Take the records below and print them verbatim up to and including the line that carries "2026-02-17 are holidays.".

▶ **Study material**:
[Start of section]

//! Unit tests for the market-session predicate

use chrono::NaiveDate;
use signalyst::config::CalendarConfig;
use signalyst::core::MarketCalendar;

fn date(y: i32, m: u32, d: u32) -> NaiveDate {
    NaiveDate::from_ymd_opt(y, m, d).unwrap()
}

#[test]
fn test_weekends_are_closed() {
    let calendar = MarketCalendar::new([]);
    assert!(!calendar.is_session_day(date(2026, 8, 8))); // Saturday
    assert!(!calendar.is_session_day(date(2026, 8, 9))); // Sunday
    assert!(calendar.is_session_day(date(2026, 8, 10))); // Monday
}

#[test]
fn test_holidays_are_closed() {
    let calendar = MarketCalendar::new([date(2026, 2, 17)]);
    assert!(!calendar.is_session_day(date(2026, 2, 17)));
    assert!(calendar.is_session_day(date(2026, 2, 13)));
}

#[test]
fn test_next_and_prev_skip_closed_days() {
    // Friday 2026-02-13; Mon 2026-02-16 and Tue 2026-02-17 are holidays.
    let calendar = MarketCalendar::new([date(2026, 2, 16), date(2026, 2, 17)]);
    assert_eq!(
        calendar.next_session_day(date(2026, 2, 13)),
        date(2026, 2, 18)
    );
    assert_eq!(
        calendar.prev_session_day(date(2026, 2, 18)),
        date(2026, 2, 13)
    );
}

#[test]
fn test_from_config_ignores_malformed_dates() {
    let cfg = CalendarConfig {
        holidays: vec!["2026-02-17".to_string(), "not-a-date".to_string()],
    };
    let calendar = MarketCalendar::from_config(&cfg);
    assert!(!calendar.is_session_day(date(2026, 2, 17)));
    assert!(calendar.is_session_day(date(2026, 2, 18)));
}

[End of section]

▶ **Answer below**:
//! Unit tests for the market-session predicate

use chrono::NaiveDate;
use signalyst::config::CalendarConfig;
use signalyst::core::MarketCalendar;

fn date(y: i32, m: u32, d: u32) -> NaiveDate {
    NaiveDate::from_ymd_opt(y, m, d).unwrap()
}

#[test]
fn test_weekends_are_closed() {
    let calendar = MarketCalendar::new([]);
    assert!(!calendar.is_session_day(date(2026, 8, 8))); // Saturday
    assert!(!calendar.is_session_day(date(2026, 8, 9))); // Sunday
    assert!(calendar.is_session_day(date(2026, 8, 10))); // Monday
}

#[test]
fn test_holidays_are_closed() {
    let calendar = MarketCalendar::new([date(2026, 2, 17)]);
    assert!(!calendar.is_session_day(date(2026, 2, 17)));
    assert!(calendar.is_session_day(date(2026, 2, 13)));
}

#[test]
fn test_next_and_prev_skip_closed_days() {
    // Friday 2026-02-13; Mon 2026-02-16 and Tue 2026-02-17 are holidays.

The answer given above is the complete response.